» EXERCISE GOAL: From the data, return each line holding the word "Copy".
____ WORKING DATA
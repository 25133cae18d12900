//! Line/character positions over a source text.
//!
//! The analysis crates speak in byte offsets only. Hosts (editors, the CLI)
//! speak in 0-based line/character positions, so conversion lives here,
//! built once per text.

use memchr::memchr_iter;
use serde::{Deserialize, Serialize};

/// A 0-based line/character position. `character` counts `char`s.
#[derive(Debug, Clone, Copy, Default, PartialEq, Eq, PartialOrd, Ord, Serialize, Deserialize)]
pub struct Position {
    pub line: u32,
    pub character: u32,
}

impl Position {
    pub const fn new(line: u32, character: u32) -> Self {
        Self { line, character }
    }
}

impl std::fmt::Display for Position {
    fn fmt(&self, f: &mut std::fmt::Formatter<'_>) -> std::fmt::Result {
        // 1-based, as printed by compilers and linters
        write!(f, "{}:{}", self.line + 1, self.character + 1)
    }
}

/// Precomputed line starts for one text.
#[derive(Debug, Clone)]
pub struct LineIndex<'a> {
    source: &'a str,
    line_starts: Vec<u32>,
}

impl<'a> LineIndex<'a> {
    pub fn new(source: &'a str) -> Self {
        let mut line_starts = Vec::with_capacity(source.len() / 32 + 1);
        line_starts.push(0);
        line_starts.extend(memchr_iter(b'\n', source.as_bytes()).map(|i| i as u32 + 1));
        Self {
            source,
            line_starts,
        }
    }

    #[inline]
    pub fn line_count(&self) -> usize {
        self.line_starts.len()
    }

    /// Convert a byte offset to a position. Offsets past the end clamp to the
    /// end of the text; offsets inside a UTF-8 sequence count the partial
    /// character as not yet reached.
    pub fn position(&self, offset: u32) -> Position {
        let offset = offset.min(self.source.len() as u32);
        let line = self.line_starts.partition_point(|&start| start <= offset) - 1;
        let line_start = self.line_starts[line] as usize;
        let character = self.source[line_start..]
            .char_indices()
            .take_while(|(i, _)| line_start + i < offset as usize)
            .count();

        Position::new(line as u32, character as u32)
    }

    /// Convert a position back to a byte offset.
    ///
    /// Returns `None` when the line does not exist or the character lies past
    /// the end of that line.
    pub fn offset(&self, position: Position) -> Option<u32> {
        let line_start = *self.line_starts.get(position.line as usize)? as usize;
        let line_end = self
            .line_starts
            .get(position.line as usize + 1)
            .map(|&next| next as usize - 1)
            .unwrap_or(self.source.len());
        let line = &self.source[line_start..line_end];
        let line = line.strip_suffix('\r').unwrap_or(line);

        let mut chars = line.char_indices();
        let mut remaining = position.character;
        loop {
            match chars.next() {
                Some((i, _)) if remaining == 0 => return Some((line_start + i) as u32),
                Some(_) => remaining -= 1,
                None if remaining == 0 => return Some((line_start + line.len()) as u32),
                None => return None,
            }
        }
    }
}

#[cfg(test)]
mod tests {
    use super::*;

    #[test]
    fn test_position() {
        let index = LineIndex::new("line1\nline2\nline3");

        assert_eq!(index.position(0), Position::new(0, 0));
        assert_eq!(index.position(3), Position::new(0, 3));
        assert_eq!(index.position(6), Position::new(1, 0));
        assert_eq!(index.position(17), Position::new(2, 5));
        assert_eq!(index.position(1000), Position::new(2, 5));
        assert_eq!(index.line_count(), 3);
    }

    #[test]
    fn test_offset_roundtrip() {
        let source = "<template>\r\n  <div ref=\"box\"/>\n</template>\n";
        let index = LineIndex::new(source);

        for offset in [0u32, 5, 12, 20, 31, 42] {
            let position = index.position(offset);
            assert_eq!(index.offset(position), Some(offset), "offset {offset}");
        }
    }

    #[test]
    fn test_offset_out_of_range() {
        let index = LineIndex::new("ab\ncd");
        assert_eq!(index.offset(Position::new(0, 2)), Some(2));
        assert_eq!(index.offset(Position::new(0, 3)), None);
        assert_eq!(index.offset(Position::new(1, 2)), Some(5));
        assert_eq!(index.offset(Position::new(2, 0)), None);
    }

    #[test]
    fn test_multibyte_characters() {
        let source = "// ñandú\nconst x = 1";
        let index = LineIndex::new(source);
        let x = source.find('x').unwrap() as u32;

        assert_eq!(index.position(x), Position::new(1, 6));
        assert_eq!(index.offset(Position::new(0, 8)), Some(10));
    }

    #[test]
    fn test_display_is_one_based() {
        assert_eq!(Position::new(0, 4).to_string(), "1:5");
    }
}
//! Definition collection over one document.
//!
//! Splits the document into regions and hands each top-level region to the
//! matching analyzer:
//!
//! | region       | analyzer                          | offsets             |
//! |--------------|-----------------------------------|---------------------|
//! | `<template>` | [`vellum_croquis::analyze_template`] | file offsets     |
//! | `<script>`   | [`vellum_croquis::analyze_script`]   | shifted by content start |
//! | `<style>`    | [`vellum_croquis::analyze_style`]    | shifted by content start |

use std::path::Path;

use compact_str::CompactString;
use serde::{Deserialize, Serialize};
use tracing::{debug, warn};
use vellum_armature::{parse_with_options, ParserOptions, RegionId, RegionTree};
use vellum_carton::SourceRange;
use vellum_croquis::{analyze_script, analyze_style, analyze_template, ScriptOptions};

use crate::{AnalysisWarning, DefinitionTable};

/// What to analyze.
#[derive(Debug, Clone, PartialEq, Eq, Serialize, Deserialize)]
#[serde(rename_all = "camelCase", default)]
pub struct CollectorOptions {
    /// File name suffixes accepted by [`DefinitionCollector::build_for_path`].
    pub extensions: Vec<CompactString>,
    /// Elements whose content is not scanned for tags.
    pub raw_text_tags: Vec<CompactString>,
    pub template: bool,
    pub script: bool,
    pub style: bool,
}

impl Default for CollectorOptions {
    fn default() -> Self {
        Self {
            extensions: vec![CompactString::const_new(".vue"), CompactString::const_new(".nvue")],
            raw_text_tags: ParserOptions::default().raw_text_tags,
            template: true,
            script: true,
            style: true,
        }
    }
}

/// Builds a [`DefinitionTable`] per document.
#[derive(Debug, Clone, Default)]
pub struct DefinitionCollector {
    options: CollectorOptions,
}

impl DefinitionCollector {
    pub fn new() -> Self {
        Self::default()
    }

    pub fn with_options(options: CollectorOptions) -> Self {
        Self { options }
    }

    /// Whether `path` names a document kind this collector understands.
    pub fn supports_path(&self, path: &Path) -> bool {
        path.file_name()
            .and_then(|name| name.to_str())
            .is_some_and(|name| {
                self.options
                    .extensions
                    .iter()
                    .any(|ext| name.ends_with(ext.as_str()))
            })
    }

    /// Like [`build`](Self::build), but an unsupported document yields an
    /// empty table with an [`AnalysisWarning::UnsupportedDocument`].
    pub fn build_for_path(&self, path: &Path, source: &str) -> DefinitionTable {
        if self.supports_path(path) {
            return self.build(source);
        }

        warn!(path = %path.display(), "unsupported document");
        let mut table = DefinitionTable::default();
        table.warn(AnalysisWarning::UnsupportedDocument {
            path: path.display().to_string(),
            expected: self
                .options
                .extensions
                .iter()
                .map(CompactString::as_str)
                .collect::<Vec<_>>()
                .join(", "),
        });
        table
    }

    /// Build the definition table for one document.
    pub fn build(&self, source: &str) -> DefinitionTable {
        let tree = parse_with_options(
            source,
            ParserOptions {
                raw_text_tags: self.options.raw_text_tags.clone(),
            },
        );
        let mut table = DefinitionTable::default();

        for id in tree.children(tree.root()) {
            self.collect_region(&tree, id, source, &mut table);
        }

        debug!(bindings = table.len(), warnings = table.warnings().len(), "definition table built");
        table
    }

    fn collect_region(&self, tree: &RegionTree, id: RegionId, source: &str, table: &mut DefinitionTable) {
        let node = &tree[id];
        let kind = if node.is_tag("template") {
            RegionKind::Template
        } else if node.is_tag("script") {
            RegionKind::Script
        } else if node.is_tag("style") {
            RegionKind::Style
        } else {
            return;
        };
        if !kind.enabled(&self.options) {
            return;
        }

        // Self-closing regions have no content.
        let Some(content_start) = node.content_start else {
            return;
        };
        let content = match node.content_span() {
            Some(content) => content,
            None => {
                warn!(region = %node.name, span = %node.tag_span, "unclosed region read to end of file");
                table.warn(AnalysisWarning::UnclosedRegion {
                    name: node.name.clone(),
                    region: node.tag_span,
                });
                SourceRange::new(content_start, source.len() as u32)
            }
        };
        debug!(region = %node.name, span = %content, "analyzing region");

        match kind {
            RegionKind::Template => table.extend(analyze_template(tree, id, source)),
            RegionKind::Script => {
                let Some(text) = content.slice(source) else {
                    return;
                };
                let analysis = analyze_script(
                    text,
                    ScriptOptions {
                        lang: node.attribute("lang").and_then(|a| a.value.as_deref()),
                        setup: node.has_attribute("setup"),
                    },
                );
                for diagnostic in analysis.diagnostics {
                    warn!(span = %content, "{}", diagnostic.message);
                    table.warn(AnalysisWarning::ScriptSyntax {
                        region: content,
                        message: diagnostic.message,
                    });
                }
                if analysis.panicked {
                    warn!(span = %content, "script parser gave up, no script bindings");
                }
                if analysis.class_component {
                    warn!(span = %content, "class-style component is not analyzed");
                    table.warn(AnalysisWarning::ClassComponent { region: content });
                }
                table.extend(analysis.bindings.into_iter().map(|b| b.shift(content.start)));
            }
            RegionKind::Style => {
                let Some(text) = content.slice(source) else {
                    return;
                };
                table.extend(analyze_style(text).into_iter().map(|b| b.shift(content.start)));
            }
        }
    }
}

#[derive(Debug, Clone, Copy)]
enum RegionKind {
    Template,
    Script,
    Style,
}

impl RegionKind {
    fn enabled(self, options: &CollectorOptions) -> bool {
        match self {
            Self::Template => options.template,
            Self::Script => options.script,
            Self::Style => options.style,
        }
    }
}
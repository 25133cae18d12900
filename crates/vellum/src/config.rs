//! Configuration file loading for vellum.
//!
//! Reads `vellum.config.json` from the current working directory, or the
//! file given with `--config`.

use serde::{Deserialize, Serialize};
use std::path::{Path, PathBuf};
use vellum_maestro::CollectorOptions;

use crate::error::{CliError, Result};

pub const CONFIG_FILE_NAME: &str = "vellum.config.json";

/// Top-level vellum configuration.
#[derive(Debug, Default, Deserialize, Serialize)]
pub struct VellumConfig {
    /// JSON Schema reference (for editor autocompletion).
    #[serde(rename = "$schema", default, skip_serializing_if = "Option::is_none")]
    pub schema: Option<String>,

    /// Definition collection options.
    #[serde(default)]
    pub definition: CollectorOptions,
}

/// Load the configuration.
///
/// Without an explicit path, a missing or broken `vellum.config.json` in the
/// current directory falls back to defaults with a warning. An explicit path
/// must exist and parse.
pub fn load_config(explicit: Option<&Path>) -> Result<VellumConfig> {
    if let Some(path) = explicit {
        return read_config(path);
    }

    let config_path = std::env::current_dir()
        .unwrap_or_default()
        .join(CONFIG_FILE_NAME);

    if !config_path.exists() {
        return Ok(VellumConfig::default());
    }

    match read_config(&config_path) {
        Ok(config) => Ok(config),
        Err(e) => {
            eprintln!("\x1b[33mWarning:\x1b[0m {}", e);
            Ok(VellumConfig::default())
        }
    }
}

fn read_config(path: &Path) -> Result<VellumConfig> {
    let content = std::fs::read_to_string(path).map_err(|source| CliError::Read {
        path: path.to_path_buf(),
        source,
    })?;
    let config = parse_config(&content).map_err(|source| CliError::Config {
        path: PathBuf::from(path),
        source,
    })?;
    tracing::debug!(path = %path.display(), "loaded config");
    Ok(config)
}

fn parse_config(content: &str) -> std::result::Result<VellumConfig, serde_json::Error> {
    serde_json::from_str(content)
}

#[cfg(test)]
mod tests {
    use super::*;

    #[test]
    fn test_empty_config_is_default() {
        let config = parse_config("{}").unwrap();
        assert_eq!(config.definition, CollectorOptions::default());
    }

    #[test]
    fn test_partial_definition_section() {
        let config = parse_config(
            r#"{
  "$schema": "./node_modules/.vellum/schema.json",
  "definition": { "extensions": [".vue"], "style": false, "rawTextTags": ["script", "style", "textarea"] }
}"#,
        )
        .unwrap();

        assert_eq!(config.definition.extensions, vec![".vue"]);
        assert!(!config.definition.style);
        assert!(config.definition.template);
        assert_eq!(config.definition.raw_text_tags.len(), 3);
        assert!(config.schema.is_some());
    }

    #[test]
    fn test_invalid_config() {
        assert!(parse_config(r#"{ "definition": { "template": "yes" } }"#).is_err());
    }
}
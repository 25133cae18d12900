//! # vellum_croquis
//!
//! Croquis - The binding extraction layer for Vellum.
//!
//! ## Name Origin
//!
//! A **croquis** is a quick sketch that captures only the essential lines of
//! a subject. `vellum_croquis` does not type-check or evaluate anything; it
//! sketches where each name in a single-file component is introduced.
//!
//! ## Analyzers
//!
//! - [`script_parser`]: component options (`props`, `data`, `computed`, ...)
//!   and `<script setup>` declarations, via the OXC parser
//! - [`template`]: `ref`, `v-for`, `v-slot` and `slot-scope` bindings, with
//!   the element range in which loop and slot variables are visible
//! - [`css`]: class and id selectors
//!
//! Every analyzer returns an owned `Vec<Binding>`; callers concatenate.
//!
//! ```text
//! vellum_armature (regions)
//!        ↓
//!  vellum_croquis (bindings)  ← This crate
//!        ↓
//!  vellum_maestro (definition table, queries)
//! ```

mod binding;

pub mod css;
pub mod script_parser;
pub mod template;

pub use binding::{Binding, BindingCategory};
pub use css::analyze_style;
pub use script_parser::{analyze_script, ScriptAnalysis, ScriptOptions};
pub use template::analyze_template;
//! Whole-document go-to-definition scenarios.

use vellum_carton::SourceRange;
use vellum_croquis::BindingCategory;
use vellum_maestro::{resolve_definitions, DefinitionCollector, DefinitionService, DefinitionTable};

/// One line per binding: category, name, and whether it is range-scoped.
fn render(table: &DefinitionTable) -> String {
    table
        .bindings()
        .iter()
        .map(|b| {
            let scoped = if b.active_scope.is_some() { " (scoped)" } else { "" };
            format!("{:<12} {}{}", b.category.as_str(), b.name, scoped)
        })
        .collect::<Vec<_>>()
        .join("\n")
}

/// Range of the `nth` occurrence of `needle`.
fn occurrence(source: &str, needle: &str, nth: usize) -> SourceRange {
    let start = source
        .match_indices(needle)
        .nth(nth)
        .map(|(i, _)| i as u32)
        .unwrap_or_else(|| panic!("`{needle}` #{nth} not found"));
    SourceRange::new(start, start + needle.len() as u32)
}

const TODO_LIST: &str = r#"<template>
  <section ref="panel" class="todo-list">
    <TodoItem
      v-for="(todo, index) in visible"
      :key="todo.id"
      :index="index"
      @remove="remove(todo)"
    />
    <Pager #default="{ page, total }">
      <span>{{ page }} / {{ total }}</span>
    </Pager>
    <p v-if="!visible.length">{{ emptyText }}</p>
  </section>
</template>

<script lang="ts">
import { defineComponent } from 'vue'
import TodoItem from './TodoItem.vue'
import Pager from './Pager.vue'

export default defineComponent({
  name: 'TodoList',
  components: { TodoItem, Pager },
  props: {
    todos: { type: Array, required: true },
    emptyText: String,
  },
  data() {
    return { filter: 'all' as 'all' | 'done' }
  },
  computed: {
    ...mapGetters(['user']),
    visible(): Todo[] {
      return this.todos.filter(t => this.filter === 'all' || t.done)
    },
  },
  methods: {
    ...mapActions({ remove: 'todos/remove' }),
    clear() {},
  },
})
</script>

<style scoped>
.todo-list { padding: 0 }
/* .legacy { } */
#pager { margin: 0 }
</style>
"#;

#[test]
fn test_table_snapshot() {
    let table = DefinitionCollector::new().build(TODO_LIST);
    insta::assert_snapshot!(render(&table), @r"
    ref          panel
    v-for-scope  todo (scoped)
    v-for-scope  index (scoped)
    slot-scope   page (scoped)
    slot-scope   total (scoped)
    component    TodoItem
    component    Pager
    prop         todos
    prop         emptyText
    data         filter
    computed     user
    computed     visible
    method       remove
    method       clear
    style-class  todo-list
    style-id     pager
    ");
    assert!(table.warnings().is_empty());
}

#[test]
fn test_self_closing_loop_scope() {
    // `<TodoItem ... />` never has content, so its loop variables are only
    // visible inside its own tag.
    let inside = occurrence(TODO_LIST, "todo", 2);
    let found = resolve_definitions(TODO_LIST, "todo", inside);
    assert_eq!(found.len(), 1);
    assert_eq!(found[0].category, BindingCategory::VForScope);

    let after = occurrence(TODO_LIST, "page", 1);
    assert!(resolve_definitions(TODO_LIST, "todo", after).is_empty());
}

#[test]
fn test_slot_variables() {
    let usage = occurrence(TODO_LIST, "{{ page }}", 0);
    let usage = SourceRange::new(usage.start + 3, usage.start + 7);
    let found = resolve_definitions(TODO_LIST, "page", usage);
    assert_eq!(found.len(), 1);
    assert_eq!(found[0].category, BindingCategory::SlotScope);
    assert_eq!(found[0].offset, occurrence(TODO_LIST, "page", 0).start);

    // `<p>` after `</Pager>` is outside the slot element.
    let outside = occurrence(TODO_LIST, "emptyText", 0);
    assert!(resolve_definitions(TODO_LIST, "page", outside).is_empty());
    assert!(resolve_definitions(TODO_LIST, "total", outside).is_empty());
}

#[test]
fn test_template_reaches_script() {
    let usage = occurrence(TODO_LIST, "emptyText", 0);
    let found = resolve_definitions(TODO_LIST, "emptyText", usage);
    assert_eq!(found.len(), 1);
    assert_eq!(found[0].category, BindingCategory::Prop);
    assert_eq!(found[0].offset, occurrence(TODO_LIST, "emptyText", 1).end);
}

#[test]
fn test_mapped_helper_keys() {
    // Keys of a `mapActions({...})` spread are methods; its string values are
    // not bindings.
    let usage = occurrence(TODO_LIST, "remove", 1);
    let found = resolve_definitions(TODO_LIST, "remove", usage);
    assert_eq!(
        found.iter().map(|l| l.category).collect::<Vec<_>>(),
        vec![BindingCategory::Method]
    );
}

#[test]
fn test_ref_resolves_anywhere() {
    let far = SourceRange::new(TODO_LIST.len() as u32 - 2, TODO_LIST.len() as u32);
    let found = resolve_definitions(TODO_LIST, "panel", far);
    assert_eq!(found.len(), 1);
    assert_eq!(found[0].offset, occurrence(TODO_LIST, "panel", 0).start);
}

#[test]
fn test_style_names() {
    let found = resolve_definitions(TODO_LIST, "todo-list", SourceRange::empty(0));
    assert_eq!(
        found.iter().map(|l| l.category).collect::<Vec<_>>(),
        vec![BindingCategory::StyleClass]
    );
    assert!(resolve_definitions(TODO_LIST, "legacy", SourceRange::empty(0)).is_empty());
}

#[test]
fn test_definition_service_json() {
    let offset = occurrence(TODO_LIST, "visible", 1).start + 1;
    let result = DefinitionService::definition_at(TODO_LIST, offset).unwrap();
    assert_eq!(result.word, "visible");

    let json = serde_json::to_value(&result).unwrap();
    assert_eq!(json["locations"][0]["category"], "computed");
    assert_eq!(json["locations"][0]["name"], "visible");
}

const SCRIPT_SETUP: &str = r#"<script setup lang="ts">
import { ref } from 'vue'
const props = defineProps<{ title: string }>()
const open = ref(false)
function toggle() { open.value = !open.value }
</script>

<template>
  <button @click="toggle">{{ title }}</button>
  <div v-if="open"><slot /></div>
</template>
"#;

#[test]
fn test_script_setup_snapshot() {
    let table = DefinitionCollector::new().build(SCRIPT_SETUP);
    insta::assert_snapshot!(render(&table), @r"
    setup        props
    prop         title
    setup        open
    setup        toggle
    ");
}

#[test]
fn test_script_setup_lookup() {
    let usage = occurrence(SCRIPT_SETUP, "toggle", 1);
    let found = resolve_definitions(SCRIPT_SETUP, "toggle", usage);
    assert_eq!(found.len(), 1);
    assert_eq!(found[0].offset, occurrence(SCRIPT_SETUP, "toggle", 0).end);
}

#[test]
fn test_syntax_error_is_reported() {
    let source = "<template><a ref=\"x\"/></template>\n<script>\nexport default { data() { return { y: 1 } }\n</script>";
    let table = DefinitionCollector::new().build(source);
    assert!(!table.warnings().is_empty());
    assert!(table.bindings().iter().any(|b| b.name == "x"));
}
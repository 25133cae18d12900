//! # vellum_maestro
//!
//! Maestro - Definition collection and go-to-definition for Vellum.
//!
//! ## Name Origin
//!
//! A **maestro** does not play every instrument; it cues each section at the
//! right moment. `vellum_maestro` cues the region parser and the three
//! analyzers over one document and merges what they find into a single
//! [`DefinitionTable`].
//!
//! ## Architecture
//!
//! ```text
//! source ──► vellum_armature::parse ──► top-level regions
//!                                          │
//!          ┌───────────────────────────────┼───────────────────────┐
//!          ▼                               ▼                       ▼
//!   analyze_template                analyze_script           analyze_style
//!          └───────────────┬───────────────┴───────────────────────┘
//!                          ▼
//!                   DefinitionTable ──► query(name, range)
//! ```
//!
//! ## Usage
//!
//! ```
//! use vellum_carton::SourceRange;
//!
//! let source = r#"<template><p>{{ count }}</p></template>
//! <script>export default { data() { return { count: 0 } } }</script>"#;
//!
//! let target = source.find("count").unwrap() as u32;
//! let found = vellum_maestro::resolve_definitions(
//!     source,
//!     "count",
//!     SourceRange::new(target, target + 5),
//! );
//! assert_eq!(found.len(), 1);
//! assert!(source[..found[0].offset as usize].ends_with("count"));
//! ```

mod collector;
pub mod ide;
mod table;
mod warning;

pub use collector::{CollectorOptions, DefinitionCollector};
pub use ide::{DefinitionService, GotoDefinition};
pub use table::{DefinitionLocation, DefinitionTable};
pub use vellum_armature::parse as parse_markup;
pub use warning::AnalysisWarning;

use vellum_carton::SourceRange;

/// Build the table for `source` with default options and look up
/// `target_name` as referenced at `target_range`.
pub fn resolve_definitions(
    source: &str,
    target_name: &str,
    target_range: SourceRange,
) -> Vec<DefinitionLocation> {
    DefinitionCollector::new()
        .build(source)
        .query(target_name, target_range)
}
//! # Vellum
//!
//! Go-to-definition for Vue single-file components.
//!
//! This crate re-exports all Vellum sub-crates for unified documentation.
//!
//! ## Crates
//!
//! - [`carton`] - Spans, line index and shared collection types
//! - [`armature`] - Region parser
//! - [`croquis`] - Template, script and style binding extraction
//! - [`maestro`] - Definition table and queries
//!
//! ```
//! let source = "<template><p>{{ msg }}</p></template>\n<script>export default { props: ['msg'] }</script>";
//! let offset = source.find("msg").unwrap() as u32;
//! let found = vellum::maestro::DefinitionService::definition_at(source, offset).unwrap();
//! assert_eq!(found.locations.len(), 1);
//! ```

/// Spans, line index and shared collection types.
pub use vellum_carton as carton;

/// Region parser.
pub use vellum_armature as armature;

/// Binding extraction.
pub use vellum_croquis as croquis;

/// Definition table and queries.
pub use vellum_maestro as maestro;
________
» EXERCISE ANSWER:
#[derive(Debug, Clone, Copy, Default, PartialEq, Eq, PartialOrd, Ord, Serialize, Deserialize)]
#[derive(Debug, Clone, Copy)]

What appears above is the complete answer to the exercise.